10 reasons to read Dairy Foods' October issue cover to cover
Umpqua Dairy Products Co. does not let demographics or geography decide its fate. Sure, it’s located in a rural area far from large population centers. But this third-generation family-owned dairy processor of Grade A products and ice cream is doing well in its niche. It wins national awards for product quality and for its processing. Read “That’s how you sell milk."
Quality is a word bandied about in the dairy industry. What does quality mean? Tedd Wittenbrink of Randolph Associates takes a stab at defining the word. In "Today's definition of quality in dairy plants" he writes: “Quality in finished dairy products means consistency. Unlike fine wines, one batch of a dairy product should not be deemed a superior vintage. The goal is that every bottle of milk, every cup of yogurt and every pint of ice cream should be the same every time.” There is also quality in ingredients, processing, transportation and food safety.

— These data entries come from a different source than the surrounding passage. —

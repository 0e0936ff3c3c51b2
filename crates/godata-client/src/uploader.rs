//! Concurrent case upsert with per-case failure isolation.
//!
//! The existing-case lookup is fetched exactly once before any worker
//! starts; workers only read shared state, so no locking is needed. One
//! case's failure never aborts the batch, and results arrive in completion
//! order.

use std::collections::HashMap;
use std::sync::mpsc;

use rayon::iter::{IntoParallelRefIterator, ParallelIterator};
use tracing::{error, info};

use godata_model::{GoDataCase, UploadOutcome};

use crate::client::{CaseResponse, ExistingCase, GodataClient};
use crate::error::{ApiError, Result};

/// Default size of the upload worker pool.
pub const DEFAULT_WORKERS: usize = 5;

/// The subset of the registry API the uploader needs. Implemented by
/// [`GodataClient`]; tests substitute an in-memory fake.
pub trait CaseApi: Sync {
    fn list_cases(&self, outbreak_id: &str) -> Result<Vec<ExistingCase>>;
    fn create_case(&self, outbreak_id: &str, case: &GoDataCase) -> Result<CaseResponse>;
    fn update_case(&self, outbreak_id: &str, case_id: &str, case: &GoDataCase)
    -> Result<CaseResponse>;
}

impl CaseApi for GodataClient {
    fn list_cases(&self, outbreak_id: &str) -> Result<Vec<ExistingCase>> {
        GodataClient::list_cases(self, outbreak_id)
    }

    fn create_case(&self, outbreak_id: &str, case: &GoDataCase) -> Result<CaseResponse> {
        GodataClient::create_case(self, outbreak_id, case)
    }

    fn update_case(
        &self,
        outbreak_id: &str,
        case_id: &str,
        case: &GoDataCase,
    ) -> Result<CaseResponse> {
        GodataClient::update_case(self, outbreak_id, case_id, case)
    }
}

pub struct CaseUploader<'a, A: CaseApi> {
    api: &'a A,
    workers: usize,
}

impl<'a, A: CaseApi> CaseUploader<'a, A> {
    pub fn new(api: &'a A) -> Self {
        Self {
            api,
            workers: DEFAULT_WORKERS,
        }
    }

    pub fn with_workers(api: &'a A, workers: usize) -> Self {
        Self {
            api,
            workers: workers.max(1),
        }
    }

    /// Upserts every case, returning one outcome per input case.
    ///
    /// The decision between create and update is made against a snapshot of
    /// the outbreak's cases taken before dispatch; cases created by other
    /// processes during the run are not seen.
    pub fn send_cases(
        &self,
        cases: &[GoDataCase],
        outbreak_id: &str,
    ) -> Result<Vec<UploadOutcome>> {
        let existing = self.existing_case_ids(outbreak_id)?;
        info!(
            cases = cases.len(),
            existing = existing.len(),
            workers = self.workers,
            "uploading cases"
        );

        let pool = rayon::ThreadPoolBuilder::new()
            .num_threads(self.workers)
            .build()
            .map_err(|err| ApiError::Transport(format!("worker pool: {err}")))?;

        let (sender, receiver) = mpsc::channel();
        pool.install(|| {
            cases.par_iter().for_each_with(sender, |sender, case| {
                let case_id = existing.get(&case.visual_id).map(String::as_str);
                // Receiver outlives every worker; a send cannot fail.
                let _ = sender.send(self.send_case(case, outbreak_id, case_id));
            });
        });

        let outcomes: Vec<UploadOutcome> = receiver.into_iter().collect();
        let failed = outcomes.iter().filter(|outcome| !outcome.is_success()).count();
        info!(
            uploaded = outcomes.len() - failed,
            failed, "upload batch finished"
        );
        Ok(outcomes)
    }

    fn existing_case_ids(&self, outbreak_id: &str) -> Result<HashMap<String, String>> {
        let cases = self.api.list_cases(outbreak_id)?;
        Ok(cases
            .into_iter()
            .filter_map(|case| case.visual_id.map(|visual_id| (visual_id, case.id)))
            .collect())
    }

    fn send_case(
        &self,
        case: &GoDataCase,
        outbreak_id: &str,
        case_id: Option<&str>,
    ) -> UploadOutcome {
        let result = match case_id {
            Some(id) => self.api.update_case(outbreak_id, id, case),
            None => self.api.create_case(outbreak_id, case),
        };
        match result {
            Ok(response) => {
                info!(visual_id = %case.visual_id, "case upserted");
                UploadOutcome::success(&case.visual_id, response.id)
            }
            Err(err) => {
                error!(visual_id = %case.visual_id, %err, "case upload failed");
                UploadOutcome::error(&case.visual_id, err.to_string())
            }
        }
    }
}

Speaking of food safety, how are you doing on traceability? If the answer is “what’s that?” or “not so well,” then seek help from the Innovation Center for U.S. Dairy ("Best practices in traceability"). The organization developed tools to help you get started or to compare your program with industry best practices. The Innovation Center is asking all processors to adopt the “U.S. Dairy Traceability Commitment.” Its goal is to have commitments covering at least 80% of the U.S. milk supply by September 2014.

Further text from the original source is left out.